Start of SUPPLIED MATERIAL
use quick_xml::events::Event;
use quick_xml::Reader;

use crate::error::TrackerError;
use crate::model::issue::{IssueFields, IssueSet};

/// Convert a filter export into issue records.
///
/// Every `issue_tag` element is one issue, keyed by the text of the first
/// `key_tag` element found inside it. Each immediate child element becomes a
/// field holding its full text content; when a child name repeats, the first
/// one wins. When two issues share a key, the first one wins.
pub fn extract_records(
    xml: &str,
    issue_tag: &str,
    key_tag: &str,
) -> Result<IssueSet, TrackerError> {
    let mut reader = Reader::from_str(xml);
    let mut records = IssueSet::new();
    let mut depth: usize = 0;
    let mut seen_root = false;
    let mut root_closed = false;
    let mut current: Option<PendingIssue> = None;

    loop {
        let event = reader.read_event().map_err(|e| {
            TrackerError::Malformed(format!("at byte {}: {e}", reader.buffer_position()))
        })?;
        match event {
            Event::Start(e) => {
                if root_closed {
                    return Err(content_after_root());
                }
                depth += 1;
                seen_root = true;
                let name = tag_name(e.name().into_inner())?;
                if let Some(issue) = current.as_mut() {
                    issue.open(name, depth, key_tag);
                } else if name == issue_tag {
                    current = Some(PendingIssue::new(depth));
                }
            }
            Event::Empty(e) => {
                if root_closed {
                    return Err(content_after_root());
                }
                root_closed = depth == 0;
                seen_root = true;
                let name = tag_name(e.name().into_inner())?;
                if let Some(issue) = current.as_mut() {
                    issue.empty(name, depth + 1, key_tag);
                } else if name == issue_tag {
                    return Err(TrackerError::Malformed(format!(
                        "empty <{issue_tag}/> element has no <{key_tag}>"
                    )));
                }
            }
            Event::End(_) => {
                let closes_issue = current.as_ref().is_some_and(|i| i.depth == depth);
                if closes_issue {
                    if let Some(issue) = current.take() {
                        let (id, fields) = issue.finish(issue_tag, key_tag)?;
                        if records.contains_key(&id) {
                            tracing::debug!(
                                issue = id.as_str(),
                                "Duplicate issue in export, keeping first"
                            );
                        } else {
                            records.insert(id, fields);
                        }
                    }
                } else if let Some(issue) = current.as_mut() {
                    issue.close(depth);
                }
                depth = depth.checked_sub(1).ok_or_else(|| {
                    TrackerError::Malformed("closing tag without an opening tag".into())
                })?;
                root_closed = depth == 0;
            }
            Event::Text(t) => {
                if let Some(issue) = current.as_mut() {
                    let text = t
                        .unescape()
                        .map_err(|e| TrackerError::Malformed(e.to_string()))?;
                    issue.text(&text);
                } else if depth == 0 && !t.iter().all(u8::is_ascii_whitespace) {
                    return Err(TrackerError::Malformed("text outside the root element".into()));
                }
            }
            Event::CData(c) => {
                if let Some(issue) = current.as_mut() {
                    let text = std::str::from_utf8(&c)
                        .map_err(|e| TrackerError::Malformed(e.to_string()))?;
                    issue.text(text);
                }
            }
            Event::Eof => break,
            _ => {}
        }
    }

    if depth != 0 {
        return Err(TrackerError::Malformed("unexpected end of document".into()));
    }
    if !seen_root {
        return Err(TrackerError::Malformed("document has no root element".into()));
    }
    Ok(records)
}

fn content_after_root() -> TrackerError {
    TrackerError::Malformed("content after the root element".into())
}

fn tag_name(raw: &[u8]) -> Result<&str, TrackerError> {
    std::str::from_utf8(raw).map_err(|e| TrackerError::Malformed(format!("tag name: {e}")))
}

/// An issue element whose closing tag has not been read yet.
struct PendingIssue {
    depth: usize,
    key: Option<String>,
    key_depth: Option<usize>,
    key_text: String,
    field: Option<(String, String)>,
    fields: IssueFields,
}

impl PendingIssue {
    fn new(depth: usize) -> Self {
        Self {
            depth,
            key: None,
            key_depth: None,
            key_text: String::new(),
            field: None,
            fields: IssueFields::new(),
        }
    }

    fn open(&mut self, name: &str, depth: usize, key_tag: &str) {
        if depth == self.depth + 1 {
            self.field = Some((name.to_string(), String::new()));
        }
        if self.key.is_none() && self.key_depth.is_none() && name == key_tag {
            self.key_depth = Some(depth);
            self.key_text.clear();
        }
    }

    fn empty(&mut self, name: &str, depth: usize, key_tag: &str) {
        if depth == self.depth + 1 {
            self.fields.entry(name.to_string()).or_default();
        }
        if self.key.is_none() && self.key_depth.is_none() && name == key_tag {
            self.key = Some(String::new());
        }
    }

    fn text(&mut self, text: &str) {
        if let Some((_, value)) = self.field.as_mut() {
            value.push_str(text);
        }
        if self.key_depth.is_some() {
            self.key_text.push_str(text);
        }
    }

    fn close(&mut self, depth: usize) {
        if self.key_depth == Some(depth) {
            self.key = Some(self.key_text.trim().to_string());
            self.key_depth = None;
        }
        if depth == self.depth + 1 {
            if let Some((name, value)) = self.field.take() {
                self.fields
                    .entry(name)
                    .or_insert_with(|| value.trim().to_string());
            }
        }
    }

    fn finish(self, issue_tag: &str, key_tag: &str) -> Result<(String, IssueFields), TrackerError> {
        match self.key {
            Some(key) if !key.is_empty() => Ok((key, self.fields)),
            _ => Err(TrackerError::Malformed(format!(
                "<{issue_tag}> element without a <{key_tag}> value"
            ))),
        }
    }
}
End of SUPPLIED MATERIAL
• REQUIRED ACTION: Lines above containing "format": how many? Reply with the number only.

• RESULT FOR THIS EXERCISE: 4